The program, named BALANCE, was crafted last year through a deal with pharmaceutical giants Eli Lilly and Novo Nordisk. In exchange for lowering the price of their popular obesity drugs to $245 per month for Medicare and Medicaid, the administration proposed waiving a long-standing prohibition on Medicare coverage for weight-loss medications. The goal was to test whether covering these drugs would save the government money or improve health outcomes without increasing costs. However, the model requires Medicare beneficiaries to pay only $50 monthly, leaving insurers to absorb the remaining $195 per patient—a structure that has sparked significant resistance from the very companies needed to make the pilot work.

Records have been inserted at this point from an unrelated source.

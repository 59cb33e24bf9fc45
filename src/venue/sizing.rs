//! Percentage-of-balance order sizing

use super::{Side, VenueError};
use rust_decimal::{Decimal, RoundingStrategy};
use rust_decimal_macros::dec;

/// Percent steps offered to the operator
pub const PERCENT_STEPS: [u32; 4] = [25, 50, 75, 100];

/// Base quantities are floored to this many decimal places
pub const QUANTITY_DP: u32 = 5;

/// Minimum free quote balance required before offering a buy
pub const MIN_QUOTE_BALANCE: Decimal = dec!(10);

/// Minimum free base balance required before offering a sell
pub const MIN_BASE_BALANCE: Decimal = dec!(0.0001);

/// A sized order ready to be placed
#[derive(Debug, Clone, PartialEq)]
pub struct OrderPlan {
    pub side: Side,
    pub percent: u32,
    /// Base quantity
    pub quantity: Decimal,
    /// Limit price
    pub price: Decimal,
    /// Quote value of the order
    pub notional: Decimal,
}

fn floor_quantity(quantity: Decimal) -> Decimal {
    quantity.round_dp_with_strategy(QUANTITY_DP, RoundingStrategy::ToZero)
}

fn check_percent(percent: u32) -> Result<(), VenueError> {
    if percent == 0 || percent > 100 {
        return Err(VenueError::InvalidOrder(format!(
            "percent must be between 1 and 100, got {percent}"
        )));
    }
    Ok(())
}

/// Size a buy spending `percent` of the free quote balance at `price`
pub fn plan_buy(
    quote_asset: &str,
    quote_balance: Decimal,
    price: Decimal,
    percent: u32,
) -> Result<OrderPlan, VenueError> {
    check_percent(percent)?;
    if price <= Decimal::ZERO {
        return Err(VenueError::InvalidOrder("price must be positive".to_string()));
    }
    if quote_balance < MIN_QUOTE_BALANCE {
        return Err(VenueError::InsufficientBalance {
            asset: quote_asset.to_string(),
            available: quote_balance,
            required: MIN_QUOTE_BALANCE,
        });
    }

    let spend = quote_balance * Decimal::from(percent) / dec!(100);
    let quantity = floor_quantity(spend / price);
    if quantity.is_zero() {
        return Err(VenueError::InvalidOrder(format!(
            "{percent}% of {quote_balance} {quote_asset} buys nothing at {price}"
        )));
    }

    Ok(OrderPlan {
        side: Side::Buy,
        percent,
        quantity,
        price,
        notional: quantity * price,
    })
}

/// Size a sell of `percent` of the free base balance at `price`
pub fn plan_sell(
    base_asset: &str,
    base_balance: Decimal,
    price: Decimal,
    percent: u32,
) -> Result<OrderPlan, VenueError> {
    check_percent(percent)?;
    if price <= Decimal::ZERO {
        return Err(VenueError::InvalidOrder("price must be positive".to_string()));
    }
    if base_balance < MIN_BASE_BALANCE {
        return Err(VenueError::InsufficientBalance {
            asset: base_asset.to_string(),
            available: base_balance,
            required: MIN_BASE_BALANCE,
        });
    }

    let quantity = floor_quantity(base_balance * Decimal::from(percent) / dec!(100));
    if quantity.is_zero() {
        return Err(VenueError::InvalidOrder(format!(
            "{percent}% of {base_balance} {base_asset} rounds to zero"
        )));
    }

    Ok(OrderPlan {
        side: Side::Sell,
        percent,
        quantity,
        price,
        notional: quantity * price,
    })
}

#[cfg(test)]
mod tests {
    use super::*;

    #[test]
    fn test_buy_quantity_floored() {
        let plan = plan_buy("USDT", dec!(1000), dec!(30000), 25).unwrap();
        // 250 / 30000 = 0.0083333.. -> 0.00833
        assert_eq!(plan.quantity, dec!(0.00833));
        assert_eq!(plan.notional, dec!(249.9));
        assert_eq!(plan.side, Side::Buy);
    }

    #[test]
    fn test_buy_requires_minimum_quote() {
        let err = plan_buy("USDT", dec!(9.99), dec!(30000), 100).unwrap_err();
        assert!(matches!(err, VenueError::InsufficientBalance { .. }));
    }

    #[test]
    fn test_sell_full_balance() {
        let plan = plan_sell("BTC", dec!(0.0123456), dec!(50000), 100).unwrap();
        assert_eq!(plan.quantity, dec!(0.01234));
        assert_eq!(plan.notional, dec!(617));
    }

    #[test]
    fn test_sell_requires_minimum_base() {
        let err = plan_sell("BTC", dec!(0.00009), dec!(50000), 50).unwrap_err();
        assert!(matches!(err, VenueError::InsufficientBalance { .. }));
    }

    #[test]
    fn test_sell_rounding_to_zero_rejected() {
        let err = plan_sell("BTC", dec!(0.0001), dec!(50000), 5).unwrap_err();
        assert!(matches!(err, VenueError::InvalidOrder(_)));
    }

    #[test]
    fn test_percent_bounds() {
        assert!(plan_buy("USDT", dec!(100), dec!(1), 0).is_err());
        assert!(plan_sell("BTC", dec!(1), dec!(1), 101).is_err());
        for percent in PERCENT_STEPS {
            assert!(plan_sell("BTC", dec!(1), dec!(1), percent).is_ok());
        }
    }
}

This insurer pushback creates a critical snag for a policy the administration has touted as a win for seniors and a test of fiscal responsibility. The stalemate puts the entire pilot in jeopardy, highlighting the complex financial tensions between government cost-control ambitions, pharmaceutical pricing, and insurer profitability. Without insurer participation, the plan to expand access to drugs like those from Lilly and Novo Nordisk cannot move forward, leaving a key campaign promise in limbo and exposing the fragile economics of integrating expensive new drug classes into public health programs.